Thursday, January 15, 2009

"Os homens cultivam cinco mil rosas num mesmo jardim e não encontram o que procuram. E, no entanto, o que eles buscam poderia ser achado numa só rosa."

-- Antoine de St. Exupéry


O relógio de parede pendurado em cima da lareira do salão comunal da Lux marcava 2 horas da manha e apenas uma pessoa ainda mantinha a luz do lampião acessa. Marcel apoiava a cabeça com uma das mãos, e a outra se mantinha ocupada escrevendo em um rolo de pergaminho. Ao lado dos livros espalhados pela mesa, uma caneca com café e uma caixa de sapos de chocolate. Seus olhos começaram a fechar lentamente e seu queixo escorregou da mão, fazendo o garoto saltar da cadeira assustado quando sua testa bateu com força na mesa.

- Machucou? – a voz de Olívia o fez olhar pra trás assustado – O que foi?
- Você me assustou – disse com um ar cansado, e voltou a se virar para frente.
- Desculpe, não era a minha intenção – ela riu, se aproximando. Usava um robe de cetim vermelho por cima do pijama – Sai para ir ao banheiro e vi que ainda tinha luz aqui embaixo. O que faz acordado essa hora?
- A velha cachaceira passou dever extra pra mim, por ter dormido na aula – Marcel respondeu fazendo careta e indicou os livros na mesa – Tenho que entregar amanha um resumo sobre a Revolução dos Gigantes de 1473.
- A revolução que ocorreu em Reims? – Olívia puxou um dos livros pra si e abriu, interessada – Foi um grande acontecimento, realmente... Os gigantes dizimaram quase toda a população da cidade. Saíram das montanhas quando anoiteceu e pela hora em que o sol saiu outra vez, já quase não restavam sobreviventes – ela parou de falar quando percebeu que ele a fitava com uma expressão perplexa – O que foi?
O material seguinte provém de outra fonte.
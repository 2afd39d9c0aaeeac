use json_ld_context_processing::algorithm::RejectVocab;

#[derive(Debug, thiserror::Error)]
pub enum Error {
	#[error("invalid context: {0}")]
	InvalidContext(String),

	#[error("context processing failed: {0}")]
	ContextProcessing(#[from] json_ld_context_processing::Error),

	#[error("invalid `@index` value")]
	InvalidIndexValue,

	#[error("invalid set or list object")]
	InvalidSetOrListObject,

	#[error("invalid `@reverse` property map")]
	InvalidReversePropertyMap,

	#[error("invalid `@type` value")]
	InvalidTypeValue,

	#[error("key `{0}` expansion failed")]
	KeyExpansionFailed(String),

	#[error("invalid `@reverse` property value")]
	InvalidReversePropertyValue,

	#[error("invalid `@language` map value")]
	InvalidLanguageMapValue,

	#[error("colliding keywords")]
	CollidingKeywords,

	#[error("invalid `@id` value")]
	InvalidIdValue,

	#[error("invalid `@included` value")]
	InvalidIncludedValue,

	#[error("invalid `@reverse` value")]
	InvalidReverseValue,

	#[error("invalid `@nest` value")]
	InvalidNestValue,

	#[error("duplicate key `{0}`")]
	DuplicateKey(json_syntax::object::Key),

	#[error(transparent)]
	Literal(#[from] crate::LiteralExpansionError),

	#[error(transparent)]
	Value(#[from] crate::InvalidValue),

	#[error("forbidden use of `@vocab`")]
	ForbiddenVocab,
}

impl From<RejectVocab> for Error {
	fn from(_value: RejectVocab) -> Self {
		Self::ForbiddenVocab
	}
}

impl Error {
	pub fn duplicate_key_ref(
		json_syntax::object::Duplicate(a, _b): json_syntax::object::Duplicate<
			&json_syntax::object::Entry,
		>,
	) -> Self {
		Self::DuplicateKey(a.key.clone())
	}
}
- Você gosta de História da Magia – ele dizia como se constatasse que ela tinha uma doença grave – Você sabe tudo sobre essa revolução, não sabe?
- Sim, eu gosto de História – respondeu um pouco ofendida pelo tom que ele usou – Não é tão ruim assim, talvez se experimentasse não dormir em aula, aprendesse a gostar também.
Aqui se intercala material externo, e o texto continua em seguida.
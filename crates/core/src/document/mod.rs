//! The result types of the Expansion and Compaction/Flattening
//! algorithms.
use crate::{Indexed, IndexedObject, Node};

/// Result of the Expansion Algorithm (§4.3): an ordered set of top-level
/// objects, free of any `@context`.
#[derive(Clone, Debug, Default)]
pub struct ExpandedDocument(Vec<IndexedObject>);

impl ExpandedDocument {
	pub fn new() -> Self {
		Self::default()
	}

	pub fn len(&self) -> usize {
		self.0.len()
	}

	pub fn is_empty(&self) -> bool {
		self.0.is_empty()
	}

	pub fn objects(&self) -> &[IndexedObject] {
		&self.0
	}

	pub fn objects_mut(&mut self) -> &mut Vec<IndexedObject> {
		&mut self.0
	}

	pub fn into_objects(self) -> Vec<IndexedObject> {
		self.0
	}

	pub fn insert(&mut self, object: IndexedObject) {
		self.0.push(object)
	}

	pub fn iter(&self) -> std::slice::Iter<IndexedObject> {
		self.0.iter()
	}

	/// The top-level node objects (ignoring top-level value/list objects,
	/// which the Expansion Algorithm drops when they appear at the root).
	pub fn nodes(&self) -> impl Iterator<Item = &Node> {
		self.0.iter().filter_map(|o| o.as_node())
	}
}

impl FromIterator<IndexedObject> for ExpandedDocument {
	fn from_iter<I: IntoIterator<Item = IndexedObject>>(iter: I) -> Self {
		Self(iter.into_iter().collect())
	}
}

impl IntoIterator for ExpandedDocument {
	type Item = IndexedObject;
	type IntoIter = std::vec::IntoIter<IndexedObject>;

	fn into_iter(self) -> Self::IntoIter {
		self.0.into_iter()
	}
}

impl<'a> IntoIterator for &'a ExpandedDocument {
	type Item = &'a IndexedObject;
	type IntoIter = std::slice::Iter<'a, IndexedObject>;

	fn into_iter(self) -> Self::IntoIter {
		self.0.iter()
	}
}

/// Result of the Flattening Algorithm (§4.4): a flat, ordered list of node
/// objects with no nesting left other than through `@id` references, one
/// entry per subject in the document's default graph (named graphs stay
/// nested under their node's `@graph` entry, per the JSON-LD 1.1 spec).
#[derive(Clone, Debug, Default)]
pub struct FlattenedDocument(Vec<Indexed<Node>>);

impl FlattenedDocument {
	pub fn new(nodes: Vec<Indexed<Node>>) -> Self {
		Self(nodes)
	}

	pub fn nodes(&self) -> &[Indexed<Node>] {
		&self.0
	}

	pub fn into_nodes(self) -> Vec<Indexed<Node>> {
		self.0
	}

	pub fn iter(&self) -> std::slice::Iter<Indexed<Node>> {
		self.0.iter()
	}
}

impl IntoIterator for FlattenedDocument {
	type Item = Indexed<Node>;
	type IntoIter = std::vec::IntoIter<Indexed<Node>>;

	fn into_iter(self) -> Self::IntoIter {
		self.0.into_iter()
	}
}
use crate::{Id, Indexed, IndexedObject, Term};
use indexmap::IndexMap;
use iref::IriBuf;

/// The (possibly multi-valued) set of objects attached to a node under one
/// property IRI, in declaration order.
pub type Objects = Vec<IndexedObject>;

/// The forward (non-reversed) properties of a node: IRI -> objects.
#[derive(Clone, PartialEq, Debug, Default)]
pub struct Properties(IndexMap<IriBuf, Objects>);

impl Properties {
	pub fn new() -> Self {
		Self::default()
	}

	pub fn is_empty(&self) -> bool {
		self.0.is_empty()
	}

	pub fn len(&self) -> usize {
		self.0.len()
	}

	pub fn get(&self, prop: &IriBuf) -> Option<&Objects> {
		self.0.get(prop)
	}

	pub fn iter(&self) -> indexmap::map::Iter<IriBuf, Objects> {
		self.0.iter()
	}

	/// Associates one more object with `prop`, appending to any objects
	/// already there.
	pub fn insert(&mut self, prop: IriBuf, value: IndexedObject) {
		self.0.entry(prop).or_default().push(value);
	}

	/// Replaces whatever objects were associated with `prop`.
	pub fn set(&mut self, prop: IriBuf, values: Objects) {
		self.0.insert(prop, values);
	}

	pub fn remove(&mut self, prop: &IriBuf) -> Option<Objects> {
		self.0.shift_remove(prop)
	}
}

impl IntoIterator for Properties {
	type Item = (IriBuf, Objects);
	type IntoIter = indexmap::map::IntoIter<IriBuf, Objects>;

	fn into_iter(self) -> Self::IntoIter {
		self.0.into_iter()
	}
}

/// The `@reverse` properties of a node: IRI -> the nodes that point back
/// at this one through that property.
#[derive(Clone, PartialEq, Debug, Default)]
pub struct ReverseProperties(IndexMap<IriBuf, Vec<Indexed<Node>>>);

impl ReverseProperties {
	pub fn new() -> Self {
		Self::default()
	}

	pub fn is_empty(&self) -> bool {
		self.0.is_empty()
	}

	pub fn iter(&self) -> indexmap::map::Iter<IriBuf, Vec<Indexed<Node>>> {
		self.0.iter()
	}

	pub fn insert(&mut self, prop: IriBuf, value: Indexed<Node>) {
		self.0.entry(prop).or_default().push(value);
	}
}

impl IntoIterator for ReverseProperties {
	type Item = (IriBuf, Vec<Indexed<Node>>);
	type IntoIter = indexmap::map::IntoIter<IriBuf, Vec<Indexed<Node>>>;

	fn into_iter(self) -> Self::IntoIter {
		self.0.into_iter()
	}
}

/// A JSON-LD node object.
///
/// May carry an `@id`, any number of `@type`s, ordinary properties,
/// `@reverse` properties, and (if this node is the top-level `@graph`
/// container of a named graph) its own nested graph and `@included` set.
#[derive(Clone, PartialEq, Debug, Default)]
pub struct Node {
	id: Option<Id>,
	types: Vec<Id>,
	graph: Option<Vec<IndexedObject>>,
	included: Option<Vec<Indexed<Node>>>,
	properties: Properties,
	reverse_properties: ReverseProperties,
}

impl Node {
	pub fn new() -> Self {
		Self::default()
	}

	pub fn with_id(id: Id) -> Self {
		Self {
			id: Some(id),
			..Self::default()
		}
	}

	pub fn id(&self) -> Option<&Id> {
		self.id.as_ref()
	}

	pub fn set_id(&mut self, id: Option<Id>) {
		self.id = id;
	}

	pub fn types(&self) -> &[Id] {
		&self.types
	}

	pub fn types_mut(&mut self) -> &mut Vec<Id> {
		&mut self.types
	}

	pub fn has_key(&self) -> bool {
		self.id.is_some()
			|| !self.types.is_empty()
			|| self.graph.is_some()
			|| self.included.is_some()
			|| !self.properties.is_empty()
			|| !self.reverse_properties.is_empty()
	}

	/// `true` for a node object with nothing but (possibly) an `@id` -- the
	/// shape produced by a "free-floating node reference".
	pub fn is_empty(&self) -> bool {
		self.types.is_empty()
			&& self.graph.is_none()
			&& self.included.is_none()
			&& self.properties.is_empty()
			&& self.reverse_properties.is_empty()
	}

	pub fn is_graph(&self) -> bool {
		self.graph.is_some()
	}

	pub fn graph(&self) -> Option<&[IndexedObject]> {
		self.graph.as_deref()
	}

	pub fn set_graph(&mut self, graph: Option<Vec<IndexedObject>>) {
		self.graph = graph;
	}

	/// `true` if the only field of the node is a `@graph` field.
	pub fn is_unnamed_graph(&self) -> bool {
		self.graph.is_some()
			&& self.id.is_none()
			&& self.types.is_empty()
			&& self.included.is_none()
			&& self.properties.is_empty()
			&& self.reverse_properties.is_empty()
	}

	/// Returns the node's `@graph` value if it is an unnamed graph object,
	/// or gives it back unchanged otherwise.
	#[allow(clippy::result_large_err)]
	pub fn into_unnamed_graph(self) -> Result<Vec<IndexedObject>, Self> {
		if self.is_unnamed_graph() {
			Ok(self.graph.unwrap())
		} else {
			Err(self)
		}
	}

	pub fn included(&self) -> Option<&[Indexed<Node>]> {
		self.included.as_deref()
	}

	pub fn set_included(&mut self, included: Option<Vec<Indexed<Node>>>) {
		self.included = included;
	}

	pub fn properties(&self) -> &Properties {
		&self.properties
	}

	pub fn properties_mut(&mut self) -> &mut Properties {
		&mut self.properties
	}

	pub fn reverse_properties(&self) -> &ReverseProperties {
		&self.reverse_properties
	}

	pub fn reverse_properties_mut(&mut self) -> &mut ReverseProperties {
		&mut self.reverse_properties
	}

	/// The node's term, for use as an RDF subject/object: `Term::Id` built
	/// from the node's `@id`, or `Term::Null` if it has none (anonymous,
	/// un-identified node, which gets a fresh blank node on flattening).
	pub fn as_term(&self) -> Term {
		match &self.id {
			Some(id) => Term::Id(id.clone()),
			None => Term::Null,
		}
	}
}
- Duvido muito – ele fez outra careta e ela riu – Ollie, me ajuda, por favor! Se ler mais uma linha desses livros, vou dormir! Mas se você me contar a história dela, vou conseguir escrever esse resumo ainda hoje.
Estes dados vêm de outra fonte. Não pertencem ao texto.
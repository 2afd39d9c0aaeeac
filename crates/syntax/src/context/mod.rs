use iref::IriRefBuf;

pub mod definition;
pub mod term_definition;

pub use definition::Definition;
pub use term_definition::TermDefinition;

/// A raw `@context` value: either a single entry or an array of entries,
/// applied left to right.
#[derive(Clone, PartialEq, Debug)]
#[cfg_attr(feature = "serde", derive(serde::Serialize, serde::Deserialize))]
#[cfg_attr(feature = "serde", serde(untagged))]
pub enum Context {
	One(ContextEntry),
	Many(Vec<ContextEntry>),
}

impl Context {
	pub fn is_object(&self) -> bool {
		matches!(self, Self::One(ContextEntry::Definition(_)))
	}

	/// Iterates over the individual entries, in application order.
	pub fn iter(&self) -> std::slice::Iter<ContextEntry> {
		match self {
			Self::One(e) => std::slice::from_ref(e).iter(),
			Self::Many(v) => v.iter(),
		}
	}
}

impl From<ContextEntry> for Context {
	fn from(value: ContextEntry) -> Self {
		Self::One(value)
	}
}

/// A single entry of a (possibly array-valued) `@context`.
#[derive(Clone, PartialEq, Debug)]
#[cfg_attr(feature = "serde", derive(serde::Serialize, serde::Deserialize))]
#[cfg_attr(feature = "serde", serde(untagged))]
pub enum ContextEntry {
	Null,
	IriRef(IriRefBuf),
	Definition(Box<Definition>),
}

impl ContextEntry {
	pub fn is_null(&self) -> bool {
		matches!(self, Self::Null)
	}

	pub fn as_definition(&self) -> Option<&Definition> {
		match self {
			Self::Definition(d) => Some(d),
			_ => None,
		}
	}
}

impl From<Definition> for ContextEntry {
	fn from(value: Definition) -> Self {
		Self::Definition(Box::new(value))
	}
}

/// A context document: the top-level value of a file/resource whose
/// content type is `application/ld+json` and that is referenced from an
/// `@context` entry, or is loaded directly as a context.
#[derive(Clone, PartialEq, Debug)]
#[cfg_attr(feature = "serde", derive(serde::Serialize, serde::Deserialize))]
pub struct ContextDocument {
	#[cfg_attr(feature = "serde", serde(rename = "@context"))]
	pub context: Context,
}

impl ContextDocument {
	pub fn new(context: Context) -> Self {
		Self { context }
	}
}

#[cfg(all(test, feature = "serde"))]
mod tests {
	use super::*;

	#[test]
	fn parses_context_array() {
		let doc: ContextDocument = json_syntax::from_value(json_syntax::json!({
			"@context": ["http://schema.org/", { "name": "http://schema.org/name" }]
		}))
		.unwrap();

		match doc.context {
			Context::Many(entries) => assert_eq!(entries.len(), 2),
			other => panic!("unexpected context shape: {other:?}"),
		}
	}

	#[test]
	fn null_context_resets() {
		let doc: ContextDocument =
			json_syntax::from_value(json_syntax::json!({ "@context": null })).unwrap();
		assert!(matches!(doc.context, Context::One(ContextEntry::Null)));
	}
}
use crate::Error;
use json_ld_syntax::{Direction, LenientLangTag, LenientLangTagBuf};

/// Language string.
///
/// A language string is a string tagged with language and reading direction
/// information. A valid language string is associated to either a language
/// tag or a direction, or both.
#[derive(Clone, PartialEq, Eq, Hash, PartialOrd, Ord, Debug)]
#[cfg_attr(feature = "serde", derive(serde::Serialize))]
pub struct LangString {
	#[cfg_attr(feature = "serde", serde(rename = "@value"))]
	data: json_ld_syntax::String,

	#[cfg_attr(
		feature = "serde",
		serde(rename = "@language", skip_serializing_if = "Option::is_none")
	)]
	language: Option<LenientLangTagBuf>,

	#[cfg_attr(
		feature = "serde",
		serde(rename = "@direction", skip_serializing_if = "Option::is_none")
	)]
	direction: Option<Direction>,
}

/// Raised when something tried to build a language string without a
/// language tag or direction.
#[derive(Clone, Copy, Debug)]
pub struct InvalidLangString;

impl LangString {
	pub fn new(
		data: json_ld_syntax::String,
		language: Option<LenientLangTagBuf>,
		direction: Option<Direction>,
	) -> Result<Self, json_ld_syntax::String> {
		if language.is_some() || direction.is_some() {
			Ok(Self {
				data,
				language,
				direction,
			})
		} else {
			Err(data)
		}
	}

	pub fn into_parts(
		self,
	) -> (
		json_ld_syntax::String,
		Option<LenientLangTagBuf>,
		Option<Direction>,
	) {
		(self.data, self.language, self.direction)
	}

	pub fn parts(&self) -> (&str, Option<&LenientLangTagBuf>, Option<&Direction>) {
		(&self.data, self.language.as_ref(), self.direction.as_ref())
	}

	#[inline(always)]
	pub fn as_str(&self) -> &str {
		self.data.as_ref()
	}

	#[inline(always)]
	pub fn language(&self) -> Option<&LenientLangTag> {
		self.language
			.as_ref()
			.map(|tag| tag.as_lenient_lang_tag_ref())
	}

	pub fn set_language(
		&mut self,
		language: Option<LenientLangTagBuf>,
	) -> Result<(), InvalidLangString> {
		if self.direction.is_some() || language.is_some() {
			self.language = language;
			Ok(())
		} else {
			Err(InvalidLangString)
		}
	}

	#[inline(always)]
	pub fn direction(&self) -> Option<Direction> {
		self.direction
	}

	pub fn set_direction(&mut self, direction: Option<Direction>) -> Result<(), InvalidLangString> {
		if direction.is_some() || self.language.is_some() {
			self.direction = direction;
			Ok(())
		} else {
			Err(InvalidLangString)
		}
	}

	pub fn set(
		&mut self,
		language: Option<LenientLangTagBuf>,
		direction: Option<Direction>,
	) -> Result<(), InvalidLangString> {
		if direction.is_some() || language.is_some() {
			self.language = language;
			self.direction = direction;
			Ok(())
		} else {
			Err(InvalidLangString)
		}
	}

	pub fn as_lang_str(&self) -> LangStr {
		LangStr {
			data: &self.data,
			language: self.language.as_deref(),
			direction: self.direction,
		}
	}

	/// Builds a language string out of an expanded `@value`/`@language`/
	/// `@direction` triple, as produced by value expansion.
	pub(crate) fn try_from_parts(
		data: json_ld_syntax::String,
		language: Option<json_syntax::Value>,
		direction: Option<json_syntax::Value>,
	) -> Result<Self, Error> {
		let language = match language {
			Some(json_syntax::Value::String(value)) => {
				let (tag, _) = LenientLangTagBuf::new(value.to_string());
				Some(tag)
			}
			Some(_) => return Err(Error::InvalidLanguageTaggedString),
			None => None,
		};

		let direction = match direction {
			Some(json_syntax::Value::String(value)) => match Direction::try_from(value.as_str()) {
				Ok(direction) => Some(direction),
				Err(_) => return Err(Error::InvalidBaseDirection),
			},
			Some(_) => return Err(Error::InvalidBaseDirection),
			None => None,
		};

		Self::new(data, language, direction).map_err(|_| Error::InvalidLanguageTaggedString)
	}
}

#[cfg(feature = "serde")]
impl<'de> serde::Deserialize<'de> for LangString {
	fn deserialize<D>(deserializer: D) -> Result<Self, D::Error>
	where
		D: serde::Deserializer<'de>,
	{
		#[derive(serde::Deserialize)]
		struct Value {
			#[serde(rename = "@value")]
			data: json_ld_syntax::String,
			#[serde(rename = "@language")]
			language: Option<LenientLangTagBuf>,
			#[serde(rename = "@direction")]
			direction: Option<Direction>,
		}

		let value = Value::deserialize(deserializer)?;

		Self::new(value.data, value.language, value.direction).map_err(serde::de::Error::custom)
	}
}

/// Borrowed language string.
#[derive(Clone, Copy, PartialEq, Eq, Hash, PartialOrd, Ord, Debug)]
#[cfg_attr(feature = "serde", derive(serde::Serialize))]
pub struct LangStr<'a> {
	#[cfg_attr(feature = "serde", serde(rename = "@value"))]
	data: &'a str,

	#[cfg_attr(
		feature = "serde",
		serde(rename = "@language", skip_serializing_if = "Option::is_none")
	)]
	language: Option<&'a LenientLangTag>,

	#[cfg_attr(
		feature = "serde",
		serde(rename = "@direction", skip_serializing_if = "Option::is_none")
	)]
	direction: Option<Direction>,
}

impl<'a> LangStr<'a> {
	pub fn new(
		data: &'a str,
		language: Option<&'a LenientLangTag>,
		direction: Option<Direction>,
	) -> Result<Self, InvalidLangString> {
		if language.is_some() || direction.is_some() {
			Ok(Self {
				data,
				language,
				direction,
			})
		} else {
			Err(InvalidLangString)
		}
	}

	pub fn into_parts(self) -> (&'a str, Option<&'a LenientLangTag>, Option<Direction>) {
		(self.data, self.language, self.direction)
	}

	#[inline(always)]
	pub fn as_str(&self) -> &'a str {
		self.data
	}

	#[inline(always)]
	pub fn language(&self) -> Option<&'a LenientLangTag> {
		self.language
	}

	#[inline(always)]
	pub fn direction(&self) -> Option<Direction> {
		self.direction
	}
}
- Não sei, Marcel... – ela devolveu o livro à mesa – Está tarde, e é uma história muito longa. Você já está sonolento, vai acabar dormindo e me deixar irritada.
- Não, eu não vou dormir – ele agarrou as mãos dela, desesperado – Juro pra você que vou prestar atenção! Não posso tirar nota baixa, meu pai come o meu fígado. E a velha cachaceira está só esperando por essa oportunidade! Por favor, Olívia. Se você for minha amiga de verdade, não vai me deixar na mão!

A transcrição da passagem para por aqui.